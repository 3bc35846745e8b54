//! GitHub client error types.

use thiserror::Error;

/// Errors that can occur while talking to the GitHub API.
#[derive(Debug, Error)]
pub enum GithubError {
    /// Transport or deserialization failure from the HTTP client.
    #[error("GitHub request failed: {0}")]
    Http(#[from] reqwest::Error),

    /// Failed to construct the HTTP client.
    #[error("failed to build GitHub client: {0}")]
    Build(String),
}
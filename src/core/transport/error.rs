//! Transport error types.

use thiserror::Error;

/// Result type for transport operations.
pub type TransportResult<T> = Result<T, TransportError>;

/// Errors that can occur in transport operations.
#[derive(Debug, Error)]
pub enum TransportError {
    /// IO error during transport.
    #[error("IO error: {0}")]
    IoError(#[from] std::io::Error),

    /// Server initialization error.
    #[error("Server initialization error: {0}")]
    InitError(String),

    /// Service error from rmcp.
    #[error("Service error: {0}")]
    ServiceError(String),
}

impl TransportError {
    /// Create an initialization error.
    pub fn init(msg: impl Into<String>) -> Self {
        Self::InitError(msg.into())
    }
}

# [Your objective]
Quote every entry exactly.

# [Written answer]
repository 3bc35846745e8b54
//! GitHub client error types.

use thiserror::Error;

/// Errors that can occur while talking to the GitHub API.
#[derive(Debug, Error)]
pub enum GithubError {
    /// Transport or deserialization failure from the HTTP client.
    #[error("GitHub request failed: {0}")]
    Http(#[from] reqwest::Error),

    /// Failed to construct the HTTP client.
    #[error("failed to build GitHub client: {0}")]
    Build(String),
}
filename src/core/transport/error.rs
//! Transport error types.

use thiserror::Error;

/// Result type for transport operations.
pub type TransportResult<T> = Result<T, TransportError>;

/// Errors that can occur in transport operations.
#[derive(Debug, Error)]
pub enum TransportError {
    /// IO error during transport.
    #[error("IO error: {0}")]
    IoError(#[from] std::io::Error),

    /// Server initialization error.
    #[error("Server initialization error: {0}")]
    InitError(String),

    /// Service error from rmcp.
    #[error("Service error: {0}")]
    ServiceError(String),
}

impl TransportError {
    /// Create an initialization error.
    pub fn init(msg: impl Into<String>) -> Self {
        Self::InitError(msg.into())
    }
}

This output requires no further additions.